What is a “conditional citizen”?
Someone whose rights and liberties are conditioned by accidents of birth, like national origin, race, class, gender. The first piece of legislation to delineate the boundaries of Americanness, which was the Immigration Act of 1790, restricted U.S. citizenship to “free white persons.” Some of the rights that flowed from this status—such as the right to vote—were further restricted to propertied white men. This meant that white male landowners had a voice in how the new nation was to be governed, while everyone else did not. Over the next couple of centuries, access to the rights and protections of citizenship was slowly expanded through the Fourteenth Amendment, the Nineteenth Amendment, the Civil Rights Act, and the Immigration Act of 1965, among others. Yet the founding limitations to citizenship still persist in different forms today.
Consider, for example, what happens when a citizen is stopped by a police officer for a minor violation. The outcome of such an encounter can range from a friendly warning to a traffic ticket to a violent death. We’ve seen this with Philando Castile in Minnesota, with Eric Garner in New York, with Sandra Bland in Texas, and with so many others. An ordinary interaction between a citizen and an agent of the state escalates and ends in violence because of the racial identity of the person involved.
Or consider a citizen’s right to be free of unreasonable searches, as guaranteed by the Fourth Amendment. A few years ago, reporters for the Associated Press revealed that the NYPD had been surveilling mosques within 100 miles of the metro area, recording the license plates of worshippers attending services, mapping neighborhoods where Muslims lived, gaining access to private homes, and placing undercover agents in Muslim student associations—all without warrant. These citizens’ rights were violated because of their religious identity.
We like to think of citizenship as a great equalizer: after all, we all carry the same passports. But our encounters with our government—whether at a police stop, a border checkpoint, in the voting booth—are still partly determined by race, class, gender, or national origin, which is to say they’re determined by accidents of birth. The rights, protections and liberties of American citizenship are not yet available equally to all; instead, a great many of us are what I would call conditional citizens, rather than equal citizens.
Is this another book about He-Who-Shall-Not-Be-Named?
No, we have enough of those already! In Conditional Citizens, I explore America with two lenses: the personal and the historical. I became a U.S. citizen in 2000, and I wanted to reflect about how my relationship to this big, beautiful, brutal country has changed and deepened over the years. I’m still moved by the universalist ideals that lie at the heart of the Declaration of Independence—that all men are created equal. I’ve never managed to visit the Statue of Liberty without getting a bit misty. At the same time, however, I can’t abide the lies that America too often tells itself about its past, or even its present. You often hear liberal politicians say that America is a “nation of immigrants,” but in reality a slew of laws strictly prevented the arrival or settlement of nonwhites. The Chinese Exclusion Act of 1882, the Johnson Reed Act of 1924, or Mexican Repatriation in the 1930s are just three examples. It was not until 1965 that race-based quotas were eliminated and that people from all parts of the world could immigrate here. The political moment we find ourselves in right now is the consequence of forces that have been at play for decades, so in that sense this isn’t a book about the current president so much as it is a book about all of us who are caught in the consequences of the lies.

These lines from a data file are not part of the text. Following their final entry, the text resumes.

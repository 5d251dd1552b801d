//! Cross-thread scheduling seam.
//!
//! The engine never blocks on other threads. Work that has to visit the
//! description thread is submitted to a [`TaskExecutor`]; results that must
//! come back to the tree are sent as [`Deferred`] messages and drained on the
//! UI thread by `InstanceTree::process_deferred`.

use std::{
    fmt,
    sync::mpsc::{self, Receiver, Sender},
};

use crate::core::id::Tag;

/// Named executor queues.
#[derive(Debug, Clone, Copy, PartialEq, Eq, Hash)]
pub enum TaskQueue {
    /// The thread that computes the UI description.
    Description,
    /// The UI thread.
    Ui,
}

/// A unit of work.
pub type Task = Box<dyn FnOnce() + Send>;

/// Runs tasks on named queues.
pub trait TaskExecutor: Send + Sync {
    /// Schedule `task` on `queue`. Must not block.
    fn submit(&self, queue: TaskQueue, task: Task);
}

/// Work posted back to the tree.
#[derive(Debug, Clone, Copy, PartialEq, Eq)]
pub enum Deferred {
    /// Re-assert the native refreshing flag from the latest props.
    RefreshRecheck {
        /// Refresh control to re-check.
        tag: Tag,
    },
}

/// Channel the tree drains on the UI thread.
pub(crate) struct DeferredQueue {
    /// Sending half, cloned into tasks.
    tx: Sender<Deferred>,
    /// Receiving half.
    rx: Receiver<Deferred>,
}

impl fmt::Debug for DeferredQueue {
    fn fmt(&self, f: &mut fmt::Formatter<'_>) -> fmt::Result {
        f.debug_struct("DeferredQueue").finish()
    }
}

impl DeferredQueue {
    /// Construct an empty queue.
    pub(crate) fn new() -> Self {
        let (tx, rx) = mpsc::channel();
        Self { tx, rx }
    }

    /// A sender for posting messages from other threads.
    pub(crate) fn sender(&self) -> Sender<Deferred> {
        self.tx.clone()
    }

    /// Take the next pending message without blocking.
    pub(crate) fn try_next(&self) -> Option<Deferred> {
        self.rx.try_recv().ok()
    }
}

Your first four books were novels, but this one is a work of nonfiction. Why the shift?
I’ve been writing nonfiction for as long as I’ve been writing fiction. Over the last twenty years, I’ve published dozens of essays, criticism, op-eds, and columns in many different venues, both in the U.S. and abroad. These pieces were a chance for me to articulate my thoughts about a recent event, or to understand something I’d been puzzling over, or even to take a break from novel writing. Of course, there is a difference between my first four books and this new one. In my fiction, I refrain from judging my characters and try to narrate their stories with imaginative empathy. In my nonfiction, by contrast, I have the chance to provide context and to exercise judgment. My reliance on memories, personal biases, and historical tangents also made the material much more suited to nonfiction. In short, Conditional Citizens is a distillation of ideas I’ve written about in the past but never had the chance to write about at length.
Do you explore the same themes in this book as in your novels?
There is a preoccupation with ethics in all my fiction—my characters usually face moral dilemmas—and I think this is true in this book as well. But while my novels have often centered on immigrants and exiles, Conditional Citizens takes a wider look at issues of belonging and unbelonging as they relate to all who live in this country.
The book ends with a chapter called Do Not Despair of This Country. Why shouldn’t we?
I think it was James Baldwin who said that “there are no untroubled countries in this fearfully troubled world.” Whenever I feel despair, I remember that the generations that came before us were faced with injustice, too. They were faced with widespread bigotry and state violence and casual brutality. But they remained steadfast and in some cases lived long enough to see progress. We should try to meet the challenge of the present moment, too, so that we can leave the world a tiny bit better for those who will come after.